Originally Posted by *Owen'nZoe* 
My parents have said that they often wondered if we'd ever go to sleep - we'd stay up to all hours of the night talking and giggling when we were getting along.

I have wondered whether my two would actually get any sleep LOL

Quote:


Originally Posted by *counterGOPI* 
love the ideas! right now both my girls still sleep with dh and i but i plan on workingon their bedroom for the next month or 2 and i am hopign to get my oldest (4) in their but i bet she would love if her sister was in there with her!!

My older girl has been going on and on about sharing with her little sister! It's something I'm really mulling over at the moment and having a serious think about. Let me know if you decide to have a sibling bed in your older girls room, you can be my experiment LOL









Quote:


Originally Posted by *dharmama* 
hi mamaUK!









we transitioned our kids out of our family bed and into a sibling bed when they were about 1 1/2 and 3 1/2. (the 1 1/2 year old actually opted to leave our family bed first -- the boy likes his space!!!







)

we were trying to encourage our 3 1/2 year old to move into the kids' room so we set them up together in a double futon on the floor. after a while someone gave us two twin beds so we set those up like an L (so their heads were near each other). they used to fall asleep holding hands...it was so cute.

eventually our older started having trouble sleeping and moved her bed (her "nest") back into our room for a while. by the time she moved back, they were ready to have their beds on separate sides of the room.

now they both start the night in there and one or both usually end up in our bed by the morning.









The idea of a futon on the floor sounds a very safe cosy option, no falling out of bed LOL....i might think about that but I am kind of in love with a cot bed style b/c they look so cosy... a double version of the bed in this link:

http://my-kea.co.uk/home.html

This website does commisions, so I could ask the man to make a small double (is that a Queen size?)

Quote:


Originally Posted by *bethcw* 
My girls are 3.5 & 6. They have been sharing a bed for about 8 months.
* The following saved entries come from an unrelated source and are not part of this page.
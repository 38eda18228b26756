use super::*;

fn painted(width: u32, height: u32, f: impl Fn(u32, u32) -> [u8; 4]) -> RasterImage {
    let mut img = RasterImage::new(width, height).unwrap();
    for y in 0..height {
        for x in 0..width {
            img.put_pixel(x, y, f(x, y));
        }
    }
    img
}

#[test]
fn ranks_colours_by_frequency() {
    // Top three quarters red, bottom quarter blue.
    let img = painted(8, 8, |_, y| {
        if y < 6 {
            [200, 10, 10, 255]
        } else {
            [10, 10, 200, 255]
        }
    });
    let a = analyze_colors(&img, CropArea::new(0, 0, 8, 8));
    assert_eq!(a.dominant[0], Color::from_rgb8(200, 10, 10));
    assert!(a.dominant.contains(&Color::from_rgb8(10, 10, 200)));
    assert!(a.dominant.len() <= 5);
}

#[test]
fn ignores_transparent_white_and_black() {
    let img = painted(4, 4, |x, y| match (x + y) % 3 {
        0 => [0, 0, 0, 0],
        1 => [255, 255, 255, 255],
        _ => [3, 3, 3, 255],
    });
    let a = analyze_colors(&img, CropArea::new(0, 0, 4, 4));
    assert!(a.dominant.is_empty());
    let [r, g, b] = PASTEL_PALETTE[0];
    assert_eq!(a.recommended_background, Color::from_rgb8(r, g, b));
}

#[test]
fn recommendation_is_light_complementary_pastel() {
    let bg = recommend_background(&[Color::from_rgb8(255, 0, 0)]);
    let (h, s, l) = bg.to_hsl();
    assert!((h - 180.0).abs() < 2.0, "hue {h}");
    assert!(s <= 21.0, "saturation {s}");
    assert!((84.0..=96.0).contains(&l), "lightness {l}");
    assert!(!bg.is_dark());
}

#[test]
fn out_of_range_crop_is_clamped() {
    let img = painted(4, 4, |_, _| [10, 120, 30, 255]);
    let a = analyze_colors(&img, CropArea::new(-10, 2, 100, 100));
    assert_eq!(a.dominant, vec![Color::from_rgb8(10, 120, 30)]);
}
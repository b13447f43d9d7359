use serde::{Deserialize, Serialize};
use std::collections::HashSet;
use std::fmt;

use super::action::Direction;
use super::food::Food;

/// A cell on the game grid, as (column, row)
#[derive(Debug, Clone, Copy, PartialEq, Eq, Hash, Serialize, Deserialize)]
pub struct Position {
    pub x: i32,
    pub y: i32,
}

impl Position {
    pub fn new(x: i32, y: i32) -> Self {
        Self { x, y }
    }

    /// Move position by delta
    pub fn moved_by(&self, dx: i32, dy: i32) -> Self {
        Self {
            x: self.x + dx,
            y: self.y + dy,
        }
    }

    /// Move position in a direction
    pub fn moved_in_direction(&self, direction: Direction) -> Self {
        let (dx, dy) = direction.delta();
        self.moved_by(dx, dy)
    }
}

/// The snake in the game
#[derive(Debug, Clone, PartialEq)]
pub struct Snake {
    /// Body segments, with head at index 0
    pub body: Vec<Position>,
    /// Current direction of movement
    pub direction: Direction,
}

impl Snake {
    /// Create a new snake with given starting position and direction
    pub fn new(head: Position, direction: Direction, length: usize) -> Self {
        let mut body = vec![head];

        // Add initial body segments behind the head
        let (dx, dy) = direction.delta();
        let (back_dx, back_dy) = (-dx, -dy);

        for i in 1..length {
            let prev = body[i - 1];
            body.push(prev.moved_by(back_dx, back_dy));
        }

        Self { body, direction }
    }

    /// Get the head position
    pub fn head(&self) -> Position {
        self.body[0]
    }

    /// Check if any segment, head included, sits on the position
    pub fn occupies(&self, pos: Position) -> bool {
        self.body.contains(&pos)
    }

    /// Push a new head; drop the tail unless growing
    pub fn advance_to(&mut self, new_head: Position, grow: bool) {
        self.body.insert(0, new_head);

        if !grow {
            self.body.pop();
        }
    }

    /// Get the length of the snake
    pub fn len(&self) -> usize {
        self.body.len()
    }

    /// Check if the snake is empty (should never happen in practice)
    pub fn is_empty(&self) -> bool {
        self.body.is_empty()
    }
}

/// Why a session ended
#[derive(Debug, Clone, Copy, PartialEq, Eq)]
pub enum GameOverReason {
    /// Snake left the grid
    Wall,
    /// Snake hit an obstacle
    Obstacle,
    /// Snake hit a trap
    Trap,
    /// Snake hit itself
    SelfCollision,
    /// The time challenge countdown ran out
    TimeUp,
    /// No free cell was left for the food
    NoSpace,
}

impl fmt::Display for GameOverReason {
    fn fmt(&self, f: &mut fmt::Formatter<'_>) -> fmt::Result {
        let text = match self {
            GameOverReason::Wall => "hit the wall",
            GameOverReason::Obstacle => "hit an obstacle",
            GameOverReason::Trap => "stepped on a trap",
            GameOverReason::SelfCollision => "bit itself",
            GameOverReason::TimeUp => "ran out of time",
            GameOverReason::NoSpace => "ran out of room",
        };
        f.write_str(text)
    }
}

/// Complete session state
///
/// Created once per program run and reinitialized in place by
/// [`GameEngine::reset`](super::engine::GameEngine::reset).
#[derive(Debug, Clone, PartialEq)]
pub struct GameState {
    pub snake: Snake,
    pub obstacles: HashSet<Position>,
    pub traps: HashSet<Position>,
    pub food: Food,
    pub grid_width: usize,
    pub grid_height: usize,
    pub score: u32,
    pub level: u32,
    pub tick_interval_ms: u64,
    pub remaining_time_secs: u32,
    pub paused: bool,
    /// Steering request waiting for the next tick
    pub queued_direction: Option<Direction>,
    /// Ticks completed in the current session
    pub ticks: u64,
}

impl GameState {
    /// Create a bare state with no obstacles or traps
    pub fn new(snake: Snake, food: Food, grid_width: usize, grid_height: usize) -> Self {
        Self {
            snake,
            obstacles: HashSet::new(),
            traps: HashSet::new(),
            food,
            grid_width,
            grid_height,
            score: 0,
            level: 1,
            tick_interval_ms: 200,
            remaining_time_secs: 60,
            paused: false,
            queued_direction: None,
            ticks: 0,
        }
    }

    /// Check if a position is within the grid bounds
    pub fn is_in_bounds(&self, pos: Position) -> bool {
        pos.x >= 0
            && pos.x < self.grid_width as i32
            && pos.y >= 0
            && pos.y < self.grid_height as i32
    }

    /// Check if anything at all sits on the position
    pub fn is_occupied(&self, pos: Position) -> bool {
        self.snake.occupies(pos)
            || self.obstacles.contains(&pos)
            || self.traps.contains(&pos)
            || self.food.position == pos
    }
}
It is working out really well!! Some nights are tough, because they complain about having to sleep together - "she's touching me, she's taking the covers, she's breathing too loud", etc. etc, and other nights we can hear them giggling away and telling secrets to each other at bed time. They are sharing a queen bed, in our spare room. They each have twin beds in their own rooms, and I really wish we had gotten them doubles instead of twins. But this way, they are on equal 'turf' in the queen bed, as it isn't in one or the other's room.

One thing I would be hesitant to do is allow the choice to sometimes sleep together & sometimes not. Routine is so comforting, and I could see it becoming problematic if the routine changes with different sleeping arrangements on a regular basis - at least while they are little.

Good Luck!
Beth

Thanks of reminding me about routine, that is so so important in our home and i hadn't considered it while I have been thinking about this...i guess i was worried about them not having a 'choice'... but my younger one is too small to make a decision like this..........there is so much to consider!


----------



## Metasequoia (Jun 7, 2005)

Yes!!

This has been our layout ever since Ds was born almost 4 years ago:

Mama, Papa & Ds in a queen bed which is side-carred to a full bed where Dd1 & Dd2 share sleep.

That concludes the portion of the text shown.